Hey there. All right. Let me get things set up here. Okay. So today we're going to talk a little bit about low fat diets, as you can tell from the topic of this. Recently read an article from Dr. Jill Carnahan. C-A-R-N-A-H-A-N. I saw it published on functionalmedicineuniversity.com. I believe Dr. Carnahan also had the article on her own website so you can find it there was well. But this is all referencing back to a study that was fairly recently completed called The Pure P-U-R-E Study.

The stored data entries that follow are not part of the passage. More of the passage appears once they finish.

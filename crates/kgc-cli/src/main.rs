//! KGC CLI - Command-line interface
//!
//! Usage:
//!   kgc ner <text>
//!   kgc complete --head <h> --relation <r> [--tail <t>] [--top-k <n>]
//!   kgc evaluate [--target head|relation|tail|all] [--split test|valid]
//!   kgc stats

use std::path::PathBuf;
use std::sync::Arc;

use anyhow::{bail, Context};
use clap::{Parser, Subcommand, ValueEnum};
use kgc_core::config::AppConfig;
use kgc_core::dataset::split_paths;
use kgc_core::{Dataset, Target, TripleQuery, TriplesFactory};
use kgc_embed::EmbeddingModel;
use kgc_extractor::{EntityExtractor, RuleBasedNer};
use kgc_inference::{EvaluationReport, Evaluator, GroundTruthPolicy, TripleCompleter};

#[derive(Parser)]
#[command(name = "kgc")]
#[command(about = "Knowledge graph completion CLI")]
#[command(version)]
struct Cli {
    /// TOML configuration file; environment variables override it
    #[arg(short, long, global = true)]
    config: Option<PathBuf>,

    /// Dataset directory holding train.txt, test.txt and optionally valid.txt
    #[arg(long, global = true)]
    data_dir: Option<PathBuf>,

    /// Serialized embedding model
    #[arg(long, global = true)]
    model: Option<PathBuf>,

    #[command(subcommand)]
    command: Commands,
}

#[derive(Subcommand)]
enum Commands {
    /// Print named entity annotations of a text as JSON
    Ner {
        /// Text to annotate
        text: String,
    },
    /// Fill the single empty element of a triple
    Complete {
        #[arg(long, default_value = "")]
        head: String,
        #[arg(long, default_value = "")]
        relation: String,
        #[arg(long, default_value = "")]
        tail: String,
        /// Print the top N candidates instead of the completed triple
        #[arg(long)]
        top_k: Option<usize>,
    },
    /// Rank-based evaluation (Hits@k, MRR) over a held-out split
    Evaluate {
        #[arg(long, value_enum, default_value_t = TargetArg::Tail)]
        target: TargetArg,
        #[arg(long, value_enum, default_value_t = SplitArg::Test)]
        split: SplitArg,
        /// Print reports as JSON
        #[arg(long)]
        json: bool,
    },
    /// Triple, entity and relation counts per split
    Stats,
}

#[derive(Clone, Copy, ValueEnum)]
enum TargetArg {
    Head,
    Relation,
    Tail,
    All,
}

impl TargetArg {
    fn targets(self) -> Vec<Target> {
        match self {
            Self::Head => vec![Target::Head],
            Self::Relation => vec![Target::Relation],
            Self::Tail => vec![Target::Tail],
            Self::All => Target::ALL.to_vec(),
        }
    }
}

#[derive(Clone, Copy, ValueEnum)]
enum SplitArg {
    Test,
    Valid,
}

fn main() -> anyhow::Result<()> {
    let cli = Cli::parse();
    let config = load_config(&cli)?;

    // Logs go to stderr so stdout stays machine-readable
    tracing_subscriber::fmt()
        .with_writer(std::io::stderr)
        .with_env_filter(
            tracing_subscriber::EnvFilter::try_from_default_env()
                .unwrap_or_else(|_| format!("warn,kgc={}", config.logging.level).into()),
        )
        .init();

    match cli.command {
        Commands::Ner { text } => run_ner(&config, &text),
        Commands::Complete {
            head,
            relation,
            tail,
            top_k,
        } => run_complete(&config, TripleQuery::from_labels(&head, &relation, &tail), top_k),
        Commands::Evaluate {
            target,
            split,
            json,
        } => run_evaluate(&config, target, split, json),
        Commands::Stats => run_stats(&config),
    }
}

/// Config file or defaults, then environment, then global flags
fn load_config(cli: &Cli) -> anyhow::Result<AppConfig> {
    let mut config = match &cli.config {
        Some(path) => AppConfig::from_file(path)?.with_env_override()?,
        None => AppConfig::from_env()?,
    };

    if let Some(dir) = &cli.data_dir {
        let (train, test, valid) = split_paths(dir);
        config.data.training_path = train;
        config.data.testing_path = test;
        config.data.validation_path = valid.exists().then_some(valid);
    }
    if let Some(model) = &cli.model {
        config.model.path = model.clone();
    }

    Ok(config)
}

fn load_completer(config: &AppConfig, dataset: &Dataset) -> anyhow::Result<TripleCompleter> {
    let model = EmbeddingModel::load(&config.model.path, dataset.vocabulary().clone())
        .with_context(|| format!("failed to load model {}", config.model.path.display()))?;

    let completer = TripleCompleter::new(Arc::new(model));
    if config.inference.demo_mode {
        tracing::warn!("Demo mode enabled: predictions may be replaced with testing-split labels");
        return Ok(completer.with_ground_truth(GroundTruthPolicy::from_config(
            dataset.testing.clone(),
            &config.inference,
        )));
    }
    Ok(completer)
}

fn run_ner(config: &AppConfig, text: &str) -> anyhow::Result<()> {
    let training = load_ner_vocabulary(config);
    let vocabulary = training.as_ref().map(|t| t.vocabulary().as_ref());

    let ner = RuleBasedNer::from_config(&config.ner, vocabulary)?;
    println!("{}", ner.annotate(text)?);
    Ok(())
}

/// Training split whose labels extend the NER dictionary.
///
/// Best-effort: NER runs without it when the split is absent or unreadable.
fn load_ner_vocabulary(config: &AppConfig) -> Option<TriplesFactory> {
    let path = &config.data.training_path;
    if !config.ner.include_vocabulary || !path.exists() {
        return None;
    }

    match TriplesFactory::from_path(path, config.data.delimiter) {
        Ok(training) => Some(training),
        Err(e) => {
            tracing::warn!(path = %path.display(), error = %e, "Tagging without vocabulary");
            None
        }
    }
}

fn run_complete(
    config: &AppConfig,
    query: TripleQuery,
    top_k: Option<usize>,
) -> anyhow::Result<()> {
    let dataset = Dataset::load(&config.data)?;
    let completer = load_completer(config, &dataset)?;

    match top_k {
        Some(0) => bail!("--top-k must be positive"),
        Some(k) => {
            let prediction = completer.predict(&query, k)?;
            println!("{}", serde_json::to_string_pretty(&prediction)?);
        }
        None => {
            let completion = completer.complete(&query)?;
            println!("{}", completion.triple);
        }
    }
    Ok(())
}

fn run_evaluate(
    config: &AppConfig,
    target: TargetArg,
    split: SplitArg,
    json: bool,
) -> anyhow::Result<()> {
    let dataset = Dataset::load(&config.data)?;
    let completer = load_completer(config, &dataset)?;

    let split = match split {
        SplitArg::Test => &dataset.testing,
        SplitArg::Valid => dataset
            .validation
            .as_ref()
            .context("no validation split configured")?,
    };
    let triples: Vec<_> = split.labeled_triples().collect();

    let evaluator = Evaluator::new(completer.predictor().as_ref());
    let mut reports: Vec<EvaluationReport> = Vec::new();
    for t in target.targets() {
        reports.push(evaluator.evaluate(&triples, t)?.report(t));
    }

    if json {
        println!("{}", serde_json::to_string_pretty(&reports)?);
    } else {
        for report in &reports {
            println!("{report}");
        }
    }
    Ok(())
}

fn run_stats(config: &AppConfig) -> anyhow::Result<()> {
    let dataset = Dataset::load(&config.data)?;
    let summary = dataset.summary();

    println!("Entities:   {}", summary.num_entities);
    println!("Relations:  {}", summary.num_relations);
    println!("Training:   {} triples", summary.training_triples);
    println!("Testing:    {} triples", summary.testing_triples);
    if let Some(validation) = summary.validation_triples {
        println!("Validation: {validation} triples");
    }
    Ok(())
}

#[cfg(test)]
mod tests {
    use super::*;
    use clap::CommandFactory;

    #[test]
    fn test_cli_definition() {
        Cli::command().debug_assert();
    }

    #[test]
    fn test_parse_complete() {
        let cli = Cli::parse_from([
            "kgc",
            "complete",
            "--head",
            "Paris",
            "--relation",
            "capital_of",
            "--top-k",
            "3",
        ]);
        match cli.command {
            Commands::Complete {
                head,
                relation,
                tail,
                top_k,
            } => {
                assert_eq!(head, "Paris");
                assert_eq!(relation, "capital_of");
                assert!(tail.is_empty());
                assert_eq!(top_k, Some(3));
            }
            _ => panic!("expected complete"),
        }
    }

    #[test]
    fn test_evaluate_all_targets() {
        let cli = Cli::parse_from(["kgc", "evaluate", "--target", "all"]);
        match cli.command {
            Commands::Evaluate { target, .. } => assert_eq!(target.targets(), Target::ALL.to_vec()),
            _ => panic!("expected evaluate"),
        }
    }

    fn config_for(dir: &std::path::Path) -> AppConfig {
        let cli = Cli::parse_from(["kgc", "--data-dir", dir.to_str().unwrap(), "stats"]);
        load_config(&cli).unwrap()
    }

    #[test]
    fn test_ner_vocabulary_needs_only_training_split() {
        let dir = tempfile::tempdir().unwrap();
        std::fs::write(dir.path().join("train.txt"), "Paris\tcapital_of\tFrance\n").unwrap();

        let config = config_for(dir.path());
        let training = load_ner_vocabulary(&config).expect("training split loads");
        assert_eq!(training.num_entities(), 2);

        let vocabulary = training.vocabulary().as_ref();
        let ner = RuleBasedNer::from_config(&config.ner, Some(vocabulary)).unwrap();
        let texts: Vec<String> = ner
            .extract("Paris on 2024-01-02")
            .unwrap()
            .into_iter()
            .map(|e| e.text)
            .collect();
        assert!(texts.contains(&"Paris".to_string()));
    }

    #[test]
    fn test_ner_vocabulary_skips_malformed_training_split() {
        let dir = tempfile::tempdir().unwrap();
        std::fs::write(dir.path().join("train.txt"), "only two\tfields\n").unwrap();

        let config = config_for(dir.path());
        assert!(load_ner_vocabulary(&config).is_none());
        assert!(run_ner(&config, "Paris").is_ok());
    }

    #[test]
    fn test_data_dir_sets_split_paths() {
        let dir = std::env::temp_dir().join("kgc-cli-missing-dataset");
        let cli = Cli::parse_from(["kgc", "--data-dir", dir.to_str().unwrap(), "stats"]);
        let config = load_config(&cli).unwrap();
        assert_eq!(config.data.training_path, dir.join("train.txt"));
        assert_eq!(config.data.testing_path, dir.join("test.txt"));
        assert_eq!(config.data.validation_path, None);
    }
}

And this was looking at a large number of people, I think 135,000 people in 18 countries and looking at their intake of foods. They looked at fat versus carbohydrate intake and comparing, over a period of about seven and a half years, low fat diets with higher carbohydrate components to higher fat diets with lower carbohydrate components. And then looking at cardiovascular disease, stroke, all cause mortality, which is where they're not really saying that a high fat diet makes you live longer, but they just simply correlate that when we look at all the different causes of death, this particular diet or the people on this particular diet seemed to die less than other people.
But then when you look at things like cardiovascular disease, certain lipid markers like cholesterol and triglycerides and stuff, you can kind of surmise some impact on risk when you look at these parameters. What they found, like I said, 135,000 people over about seven and a half years, 18 different countries. The basic takeaway from this was those that had a higher fat diet, including saturated fats, had lower overall mortality and those that had a higher carbohydrate diet had higher overall mortality. Now that's not a terribly actionable finding. Right? You simply say eat low fat and you'll die more. Eat high fat and you won't die as much. That doesn't work well. Right?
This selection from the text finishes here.